Background: Velocity vector imaging (VVI) is a novel two-dimensional speckle-based imaging technique for evaluation of tissue deformation. The aim of this study was to determine the feasibility and variability of VVI for the assessment of aortic strain, distensibility, and stiffness in patients with aortic valve disease.

Method: Eighty-five patients (mean age 66 +/- 11 years) with aortic stenosis (AS) or aortic regurgitation (AR) were examined in the operating room before the operation using transesophageal echocardiography (TEE). The two-dimensional short-axis images and M-mode recordings of the descending aorta were acquired simultaneously with the invasive blood pressure measurement in the radial artery. The TEE images were analyzed off-line using VVI software.

Results: In comparison with patients with AS, patients with AR displayed significantly higher circumferential strain (7.6% +/- 4.5% vs. 3.7% +/- 1.9%, P < .001) and distensibility (27.1 +/- 12.8 kPa(-1)10(-3) vs. 17.2 +/- 7.2 kPa(-1)10(-3), P < .001) by VVI and distensibility (32.8 +/- 16.7 kPa(-1)10(-3) vs. 21.7 +/- 10.6 kPa(-1)10(-3), P < .004) by M-mode. Stiffness was higher in AS than AR, as measured by VVI (13.3 +/- 6.0 vs. 10.5 +/- 6.0, P < .01) and M-mode (11.2 +/- 6.1 vs. 10.4 +/- 9.1, P < .048).

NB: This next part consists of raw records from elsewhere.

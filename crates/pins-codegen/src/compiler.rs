//! Program assembler.
//!
//! Orchestrates code generation:
//! 1. Emit every global's data block and bootstrap initialisation
//! 2. Emit every function (nested functions are emitted from their `let`)
//! 3. Build the bootstrap: globals, call `main`, call `exit`
//! 4. Assemble the code segment by a pre-order walk over functions
//! 5. Assemble the data segment in emission order

use std::collections::HashMap;
use std::rc::Rc;

use pins_layout::Layout;
use pins_types::ast::*;
use pins_types::attr::AttrAst;
use pins_types::instr::{segment_size, CodeInstr, CodeOp, DataInstr, DataOp, Oper, Reg};
use pins_types::mem::{Access, Frame, WORD};
use pins_types::Span;
use tracing::debug;

use crate::error::{CodegenError, CodegenResult};
use crate::image::Image;
use crate::source_map::SourceMap;
use crate::stmt::{emit_stmts, leaves_value};

/// Label of the function the bootstrap calls.
pub const ENTRY_POINT: &str = "main";

/// Label of the runtime service the bootstrap ends with.
pub const EXIT: &str = "exit";

// ══════════════════════════════════════════════════════════════════════════════
// Public API
// ══════════════════════════════════════════════════════════════════════════════

/// Generate the code and data segments of an attributed, laid-out program.
pub fn generate(ast: &AttrAst, layout: &Layout) -> CodegenResult<Image> {
    let mut ctx = GenContext::new(ast, layout);
    ctx.compile()
}

// ══════════════════════════════════════════════════════════════════════════════
// GenContext
// ══════════════════════════════════════════════════════════════════════════════

/// Code generation state shared by the expression and statement emitters.
pub struct GenContext<'a> {
    pub ast: &'a AttrAst,
    pub layout: &'a Layout,

    // ── Per-node output ──────────────────────────────────────────────────
    /// Instructions generated for each node.
    pub code: HashMap<NodeId, Vec<CodeInstr>>,
    /// Data generated for each node.
    pub data: HashMap<NodeId, Vec<DataInstr>>,
    /// Nodes with data, in emission order.
    data_order: Vec<NodeId>,

    // ── Counters ─────────────────────────────────────────────────────────
    next_label: u32,
    next_const: u32,

    /// Frames of the functions enclosing the current point, outermost first.
    pub frames: Vec<Rc<Frame>>,
}

impl<'a> GenContext<'a> {
    fn new(ast: &'a AttrAst, layout: &'a Layout) -> Self {
        Self {
            ast,
            layout,
            code: HashMap::new(),
            data: HashMap::new(),
            data_order: Vec::new(),
            next_label: 0,
            next_const: 0,
            frames: Vec::new(),
        }
    }

    fn compile(&mut self) -> CodegenResult<Image> {
        let ast = self.ast;
        let defs = &ast.program.defs;
        for def in defs {
            match def {
                Def::Var(var) => self.emit_global(var)?,
                Def::Fun(fun) => self.emit_fun(fun)?,
            }
        }

        let mut code = self.bootstrap(defs)?;
        let mut source_map = SourceMap::new();
        let node_code = &self.code;
        walk_funs(defs, &mut |fun| {
            if let Some(fun_code) = node_code.get(&fun.id) {
                let label = match fun_code.first().map(|instr| &instr.op) {
                    Some(CodeOp::Label(label)) => label.clone(),
                    _ => fun.name.clone(),
                };
                source_map.push(
                    label,
                    segment_size(&code),
                    segment_size(fun_code),
                    ast.location(fun.id),
                );
                code.extend(fun_code.iter().cloned());
            }
        });

        let mut data = Vec::new();
        for id in &self.data_order {
            if let Some(block) = self.data.get(id) {
                data.extend(block.iter().cloned());
            }
        }

        debug!(
            code_size = segment_size(&code),
            data_size = segment_size(&data),
            functions = source_map.entries.len(),
            "segments assembled"
        );

        Ok(Image {
            code,
            data,
            node_code: std::mem::take(&mut self.code),
            node_data: std::mem::take(&mut self.data),
            source_map,
        })
    }

    // ── Bootstrap ────────────────────────────────────────────────────────

    /// Global initialisation, `main()`, then `exit(0)`.
    fn bootstrap(&self, defs: &[Def]) -> CodegenResult<Vec<CodeInstr>> {
        let main = defs
            .iter()
            .find_map(|def| match def {
                Def::Fun(fun) if fun.name == ENTRY_POINT && !fun.is_external() => Some(fun),
                _ => None,
            })
            .ok_or(CodegenError::NoEntryPoint)?;
        let main_frame = self.frame(main.id)?;

        let mut code = Vec::new();
        for def in defs {
            if let Def::Var(var) = def {
                if let Some(init) = self.code.get(&var.id) {
                    code.extend(init.iter().cloned());
                }
            }
        }
        let op = |op| CodeInstr::new(op, None);
        code.push(op(CodeOp::Push(0)));
        code.push(op(CodeOp::Name(main_frame.name.clone())));
        code.push(op(CodeOp::Call(Some(main_frame))));
        code.push(op(CodeOp::Push(0)));
        code.push(op(CodeOp::Push(0)));
        code.push(op(CodeOp::Name(EXIT.to_string())));
        code.push(op(CodeOp::Call(None)));
        Ok(code)
    }

    // ── Definitions ──────────────────────────────────────────────────────

    /// Emit a function body once; declarations of external functions have
    /// no code.
    pub fn emit_fun(&mut self, fun: &FunDef) -> CodegenResult<()> {
        if fun.is_external() || self.code.contains_key(&fun.id) {
            return Ok(());
        }
        let frame = self.frame(fun.id)?;
        let loc = self.loc(fun.id);

        let mut code = vec![
            CodeInstr::new(CodeOp::Label(frame.name.clone()), loc),
            CodeInstr::new(CodeOp::Push(-frame.locals_size()), loc),
            CodeInstr::new(CodeOp::Popn, loc),
        ];

        self.frames.push(Rc::clone(&frame));
        let body = emit_stmts(&fun.stmts, true, self, &mut code);
        self.frames.pop();
        body?;

        if !leaves_value(&fun.stmts) {
            code.push(CodeInstr::new(CodeOp::Push(0), loc));
        }
        code.push(CodeInstr::new(CodeOp::Push(frame.pars_size - WORD), loc));
        code.push(CodeInstr::new(CodeOp::Retn(Some(Rc::clone(&frame))), loc));

        debug!(function = %frame.name, instructions = code.len(), "function emitted");
        self.code.insert(fun.id, code);
        Ok(())
    }

    /// A global reserves its bytes in the data segment; the bootstrap copies
    /// the initializer in.
    fn emit_global(&mut self, var: &VarDef) -> CodegenResult<()> {
        let access = match self.access(var.id)? {
            Access::Abs(abs) => abs,
            Access::Rel(_) => {
                return Err(CodegenError::Internal(format!(
                    "global {} has a frame-relative access",
                    var.name
                )))
            }
        };
        let loc = self.loc(var.id);
        let label = access.label.clone();
        let init_label = self.const_label();

        let mut data = vec![
            DataInstr::new(DataOp::Label(label.clone()), loc),
            DataInstr::new(DataOp::Size(access.size), loc),
        ];
        data.extend(init_block(&init_label, &access.inits, loc));
        self.add_data(var.id, data);

        let code = vec![
            CodeInstr::new(CodeOp::Name(label), loc),
            CodeInstr::new(CodeOp::Name(init_label), loc),
            CodeInstr::new(CodeOp::Init, loc),
        ];
        self.code.insert(var.id, code);
        Ok(())
    }

    /// Locals are initialised on every activation from a constant block.
    pub fn emit_local(&mut self, var: &VarDef, out: &mut Vec<CodeInstr>) -> CodegenResult<()> {
        let (offset, inits) = match self.access(var.id)? {
            Access::Rel(rel) => (rel.offset, rel.inits.clone().unwrap_or_default()),
            Access::Abs(_) => {
                return Err(CodegenError::Internal(format!(
                    "local {} has an absolute access",
                    var.name
                )))
            }
        };
        let loc = self.loc(var.id);
        let init_label = self.const_label();
        self.add_data(var.id, init_block(&init_label, &inits, loc));

        let code = vec![
            CodeInstr::new(CodeOp::Regn(Reg::Fp), loc),
            CodeInstr::new(CodeOp::Push(offset), loc),
            CodeInstr::new(CodeOp::Oper(Oper::Add), loc),
            CodeInstr::new(CodeOp::Name(init_label), loc),
            CodeInstr::new(CodeOp::Init, loc),
        ];
        out.extend(code.iter().cloned());
        self.code.insert(var.id, code);
        Ok(())
    }

    // ── Attribute lookup ─────────────────────────────────────────────────

    pub fn loc(&self, id: NodeId) -> Option<Span> {
        self.ast.location(id)
    }

    /// Location for error reports; nodes without one report `0:0`.
    pub fn span(&self, id: NodeId) -> Span {
        self.loc(id).unwrap_or_else(|| Span::point(0, 0))
    }

    pub fn definition(&self, id: NodeId) -> CodegenResult<NodeId> {
        self.ast
            .definition(id)
            .ok_or_else(|| missing("definition", id))
    }

    pub fn frame(&self, fun: NodeId) -> CodegenResult<Rc<Frame>> {
        self.layout
            .frame(fun)
            .cloned()
            .ok_or_else(|| missing("frame", fun))
    }

    pub fn access(&self, def: NodeId) -> CodegenResult<&'a Access> {
        self.layout
            .access(def)
            .ok_or_else(|| missing("access", def))
    }

    /// Access links to follow from the current frame to reach the frame
    /// owning a declaration at static depth `depth`.
    pub fn hops(&self, depth: u32) -> CodegenResult<usize> {
        let current = self
            .frames
            .len()
            .checked_sub(1)
            .ok_or_else(|| CodegenError::Internal("frame access outside a function".into()))?;
        let owner = self
            .frames
            .iter()
            .rposition(|frame| frame.depth <= depth)
            .ok_or_else(|| {
                CodegenError::Internal(format!("no enclosing frame at depth {depth}"))
            })?;
        Ok(current - owner)
    }

    // ── Labels and bookkeeping ───────────────────────────────────────────

    /// Next control-flow label number, unique across the program.
    pub fn fresh_label(&mut self) -> u32 {
        let n = self.next_label;
        self.next_label += 1;
        n
    }

    /// Next constant-block label (`:0`, `:1`, ...).
    pub fn const_label(&mut self) -> String {
        let n = self.next_const;
        self.next_const += 1;
        format!(":{n}")
    }

    pub fn add_data(&mut self, id: NodeId, data: Vec<DataInstr>) {
        self.data_order.push(id);
        self.data.insert(id, data);
    }

    /// Remember the instructions emitted for `id` since `start`.
    pub fn record(&mut self, id: NodeId, out: &[CodeInstr], start: usize) {
        self.code.insert(id, out[start..].to_vec());
    }
}

fn missing(what: &'static str, node: NodeId) -> CodegenError {
    CodegenError::MissingAttribute {
        what,
        node: node.to_string(),
    }
}

/// `LABEL k; DATA w...` for a flattened initializer.
fn init_block(label: &str, inits: &[i32], loc: Option<Span>) -> Vec<DataInstr> {
    let mut block = Vec::with_capacity(inits.len() + 1);
    block.push(DataInstr::new(DataOp::Label(label.to_string()), loc));
    block.extend(
        inits
            .iter()
            .map(|word| DataInstr::new(DataOp::Data(*word), loc)),
    );
    block
}
//! PINS compiler backend: orchestrates the full pipeline.
//!
//! ```text
//! Attributed AST → Layout → Code Generator → Image → Stack Machine
//! ```
//!
//! The front end (scanner, parser, name resolution) is not part of this
//! workspace; its output is an [`AttrAst`], built by a host or with
//! [`pins_types::attr::AstBuilder`].

mod error;
pub mod report;

use std::io::{BufRead, Write};

use pins_codegen::{generate, Image};
use pins_layout::organize;
use pins_types::attr::AttrAst;
use pins_types::PinsError;
use pins_vm::{Machine, MachineConfig};
use tracing::debug;

pub use error::CompileError;
pub use report::{image_hash, CompileResult, FrameSummary};

/// Lay out and generate code for a program.
pub fn compile(ast: &AttrAst) -> Result<Image, CompileError> {
    let layout = organize(ast)?;
    let image = generate(ast, &layout)?;
    debug!(
        code_size = image.code_size(),
        data_size = image.data_size(),
        "compiled"
    );
    Ok(image)
}

/// Compile and report the outcome as a serialisable [`CompileResult`].
/// Errors are captured in the result rather than returned.
pub fn compile_to_result(ast: &AttrAst) -> CompileResult {
    let layout = match organize(ast) {
        Ok(layout) => layout,
        Err(err) => return CompileResult::failure(PinsError::from(&CompileError::from(err))),
    };
    match generate(ast, &layout) {
        Ok(image) => CompileResult::success(&layout, &image),
        Err(err) => CompileResult::failure(PinsError::from(&CompileError::from(err))),
    }
}

/// Load a compiled image into a fresh machine.
pub fn load<R: BufRead, W: Write>(
    image: &Image,
    config: MachineConfig,
    input: R,
    output: W,
) -> Result<Machine<R, W>, CompileError> {
    Ok(Machine::load(&image.code, &image.data, config, input, output)?)
}

/// Compile, load and run a program to completion; returns its exit code.
pub fn run<R: BufRead, W: Write>(
    ast: &AttrAst,
    config: MachineConfig,
    input: R,
    output: W,
) -> Result<i32, CompileError> {
    let image = compile(ast)?;
    let mut machine = load(&image, config, input, output)?;
    let exit_code = machine.run()?;
    debug!(exit_code, steps = machine.steps(), "program finished");
    Ok(exit_code)
}
use crate::Span;
use serde::{Deserialize, Serialize};
use std::fmt;

/// Error category, determined by error code range.
#[derive(Debug, Clone, Copy, PartialEq, Eq, Serialize, Deserialize)]
#[serde(rename_all = "lowercase")]
pub enum ErrorCategory {
    Layout,
    Codegen,
    Load,
    Runtime,
    Internal,
}

/// Numeric error code (E100–E499).
#[derive(Debug, Clone, Copy, PartialEq, Eq, PartialOrd, Ord, Hash, Serialize, Deserialize)]
pub struct ErrorCode(pub u16);

impl ErrorCode {
    // ── Layout errors (E100–E199) ──
    pub const ILLEGAL_INTEGER: Self = Self(100);
    pub const ILLEGAL_CHAR: Self = Self(101);
    pub const ILLEGAL_STRING: Self = Self(102);
    pub const INITIALIZER_TOO_LARGE: Self = Self(103);

    // ── Codegen errors (E200–E299) ──
    pub const MISSING_ATTRIBUTE: Self = Self(200);
    pub const NOT_AN_LVALUE: Self = Self(201);
    pub const NOT_ADDRESSABLE: Self = Self(202);
    pub const NO_ENTRY_POINT: Self = Self(203);
    pub const INTERNAL: Self = Self(299);

    // ── Load errors (E300–E399) ──
    pub const DUPLICATE_LABEL: Self = Self(300);
    pub const UNRESOLVED_LABEL: Self = Self(301);
    pub const IMAGE_TOO_LARGE: Self = Self(302);
    pub const INVALID_STACK_TOP: Self = Self(303);

    // ── Runtime faults (E400–E499) ──
    pub const MEMORY_FAULT: Self = Self(400);
    pub const STACK_OVERFLOW: Self = Self(401);
    pub const HEAP_EXHAUSTED: Self = Self(402);
    pub const DIVISION_BY_ZERO: Self = Self(403);
    pub const INVALID_PC: Self = Self(404);
    pub const STEP_LIMIT: Self = Self(405);
    pub const END_OF_INPUT: Self = Self(406);
    pub const BAD_INPUT: Self = Self(407);
    pub const IO: Self = Self(408);

    /// Get the category for this error code.
    pub fn category(self) -> ErrorCategory {
        match self.0 {
            100..=199 => ErrorCategory::Layout,
            200..=299 => ErrorCategory::Codegen,
            300..=399 => ErrorCategory::Load,
            400..=499 => ErrorCategory::Runtime,
            _ => ErrorCategory::Internal,
        }
    }
}

impl fmt::Display for ErrorCode {
    fn fmt(&self, f: &mut fmt::Formatter<'_>) -> fmt::Result {
        write!(f, "E{}", self.0)
    }
}

impl fmt::Display for ErrorCategory {
    fn fmt(&self, f: &mut fmt::Formatter<'_>) -> fmt::Result {
        match self {
            Self::Layout => write!(f, "layout"),
            Self::Codegen => write!(f, "codegen"),
            Self::Load => write!(f, "load"),
            Self::Runtime => write!(f, "runtime"),
            Self::Internal => write!(f, "internal"),
        }
    }
}

/// A structured backend error, ready for JSON reporting.
///
/// Stage-specific error enums convert into this shape at the pipeline
/// boundary; hosts render it without parsing free-form strings.
#[derive(Debug, Clone, PartialEq, Eq, Serialize, Deserialize)]
pub struct PinsError {
    /// Error code (e.g., E403).
    pub code: ErrorCode,
    /// Error category (derived from code).
    pub category: ErrorCategory,
    /// Human-readable error message.
    pub message: String,
    /// Source location, when the failure is tied to a node.
    #[serde(skip_serializing_if = "Option::is_none")]
    pub span: Option<Span>,
}

impl PinsError {
    pub fn new(code: ErrorCode, message: impl Into<String>) -> Self {
        Self {
            code,
            category: code.category(),
            message: message.into(),
            span: None,
        }
    }

    /// Attach a source location.
    pub fn with_span(mut self, span: Option<Span>) -> Self {
        self.span = span;
        self
    }
}

impl fmt::Display for PinsError {
    fn fmt(&self, f: &mut fmt::Formatter<'_>) -> fmt::Result {
        match self.span {
            Some(span) => write!(
                f,
                "{}: {} [{}] {}",
                span, self.code, self.category, self.message
            ),
            None => write!(f, "{} [{}] {}", self.code, self.category, self.message),
        }
    }
}

impl std::error::Error for PinsError {}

The correlations between VVI and M-mode distensibility (r = 0.84) and stiffness (r = 0.84) were both highly significant (P < .0001). The VVI strain measurements showed low inter- and intraobserver variability with intraclass correlations greater than 0.95 and coefficients of variation less than 10%.

Conclusion: VVI-derived strain, distensibility, and stiffness differ significantly between AR and AS and correlate strongly with the corresponding M-mode-derived parameters. VVI is a feasible method for the assessment of the elastic properties of the descending aorta with low variability and has the advantage of incorporating the entire aortic wall circumference in the analysis, consequently accounting for local variations in the elastic properties of the aorta.